Oui , mais cet endroit là, c’est mon Eden à moi,
Il me parle, il m’apaise , j’y ressens de la joie
Devant tant de beauté , simple mais indéniable
Tant de temps sont inscrits dans chaque grain de sable.
Ce sont des millénaires que je contemple alors,
C’est la vie qui renait chaque jour de la mort.
Une vague se meurt , une autre ressurgit,
L’eau avale la plage mais la recrache aussi
La lune a décidé des marées et jamais
Le spectacle n’est le même et l’on pourrait rester
Des heures au même endroit sans jamais s’ennuyer.
C’est mieux qu’au cinéma, ça c’est la vie, la vraie.

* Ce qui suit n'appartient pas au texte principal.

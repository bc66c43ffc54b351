//! Retry loop over request attempts.

use log::{debug, warn};
use std::collections::HashSet;
use std::future::Future;
use std::time::Duration;

use super::cancel::Cancellation;
use super::executor::AttemptOutcome;
use super::observe::Observer;
use super::response::Response;
use crate::error::{Error, ErrorKind, Extra, InternalError};

/// Default number of attempts per request.
pub const MAX_RETRIES: i64 = 10;

/// Default delay between attempts.
pub const RETRY_DELAY: Duration = Duration::from_secs(30);

/// How many times a request is attempted and which failures stop it early.
#[derive(Debug, Clone, PartialEq)]
pub struct RetryPolicy {
    /// Zero or negative makes every request fail without being sent.
    pub max_attempts: i64,
    pub delay: Duration,
    /// Kinds that are propagated on first sight.
    pub excluded: HashSet<ErrorKind>,
}

impl Default for RetryPolicy {
    fn default() -> Self {
        Self {
            max_attempts: MAX_RETRIES,
            delay: RETRY_DELAY,
            excluded: HashSet::new(),
        }
    }
}

impl RetryPolicy {
    /// A policy with no excluded kinds.
    pub fn new(max_attempts: i64, delay: Duration) -> Self {
        Self {
            max_attempts,
            delay,
            excluded: HashSet::new(),
        }
    }

    /// Adds `kind` to the kinds propagated without retry.
    pub fn exclude(mut self, kind: ErrorKind) -> Self {
        self.excluded.insert(kind);
        self
    }

    /// This policy with `extra` kinds added to the exclusion set.
    pub fn with_excluded<'a>(&self, extra: impl IntoIterator<Item = &'a ErrorKind>) -> Self {
        let mut policy = self.clone();
        policy.excluded.extend(extra.into_iter().copied());
        policy
    }

    /// Whether a failure must stop the loop regardless of remaining attempts.
    pub fn is_terminal(&self, error: &Error) -> bool {
        !error.is_retryable() || error.kind().is_some_and(|k| self.excluded.contains(&k))
    }
}

/// Drives attempts until one succeeds, a terminal failure occurs, or the
/// budget runs out.
pub struct RetryController<'a> {
    policy: &'a RetryPolicy,
    observer: &'a dyn Observer,
    cancel: Option<&'a Cancellation>,
}

impl<'a> RetryController<'a> {
    /// Binds a controller to a policy, an observer and an optional cancellation token.
    pub fn new(
        policy: &'a RetryPolicy,
        observer: &'a dyn Observer,
        cancel: Option<&'a Cancellation>,
    ) -> Self {
        Self {
            policy,
            observer,
            cancel,
        }
    }

    /// Runs `attempt` up to `max_attempts` times.
    ///
    /// On exhaustion the last attempt's error is returned as is. `extra` is
    /// the context for errors raised by the controller itself.
    pub async fn run<F, Fut>(
        &self,
        method: &str,
        url: &str,
        extra: Extra,
        mut attempt: F,
    ) -> Result<Response, Error>
    where
        F: FnMut() -> Fut,
        Fut: Future<Output = AttemptOutcome>,
    {
        let max_attempts = self.policy.max_attempts;
        let mut last_error = None;

        for n in 1..=max_attempts {
            let outcome = match self.until_cancelled(attempt()).await {
                Some(outcome) => outcome,
                None => return Err(InternalError::cancelled(method, url, extra).into()),
            };

            let error = match outcome.into_result() {
                Ok(response) => return Ok(response),
                Err(e) => Error::from(e),
            };

            if self.policy.is_terminal(&error) {
                debug!("[{}] - {}: non-retryable error: {}", method, url, error);
                return Err(error);
            }

            if n < max_attempts {
                warn!(
                    "[{}] - {}: attempt {}/{} failed ({}), retrying in {:?}...",
                    method, url, n, max_attempts, error, self.policy.delay
                );
                self.observer
                    .on_retry(n, max_attempts, self.policy.delay, &error);
                if self
                    .until_cancelled(tokio::time::sleep(self.policy.delay))
                    .await
                    .is_none()
                {
                    return Err(InternalError::cancelled(method, url, extra).into());
                }
            }
            last_error = Some(error);
        }

        Err(last_error.unwrap_or_else(|| {
            InternalError::misconfigured(method, url, max_attempts, extra).into()
        }))
    }

    /// Runs `fut` to completion, or returns `None` if the call is cancelled
    /// first.
    async fn until_cancelled<Fut: Future>(&self, fut: Fut) -> Option<Fut::Output> {
        match self.cancel {
            Some(cancel) => tokio::select! {
                biased;
                _ = cancel.cancelled() => None,
                output = fut => Some(output),
            },
            None => Some(fut.await),
        }
    }
}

Ici , je peux sentir des odeurs à foison
J’y ai toute mon enfance, une petite maison
J’y ai des souvenirs, des mauvais et des bons,
J’y ai mon avenir , j’y ai mon horizon.
C’était une maison , sans rien d’exceptionnel
Sans une once de confort, elle n’était même pas belle,
Ni chauffage , ni salle d’eau, pas même l’eau courante
Une espèce de masure, et qui plus est , branlante.
Oui , mais cette maison, c’était mon paradis
Le seul endroit au monde , où, quand j’étais petit
J’ai connu la douceur de l’amour de ma vie
Celle qui m’a tant aimé, qui m’a donné sa vie.
Ce sont des millénaires d’amour qu’elle me donnait
Ma très chère mémé, celle qui m’a élévé
Me protégeant ainsi de la folie d’une mère
Me protégeant aussi de la faiblesse d’un père.
Dans cette humble demeure, je savourais la paix
C’était un pur bonheur, être vraiment aimé
Sans reproches incessants , sans menaces mortelles
Pour elle, pour ma mémé, moi j’étais la plus belle.
Là ,je pouvais sentir la force de l’amour
Peu m’importait le lieu, et c’est pourquoi , toujours
Cette pauvre maison qui ne m’appartient plus
Restera ma maison , restera mon salut.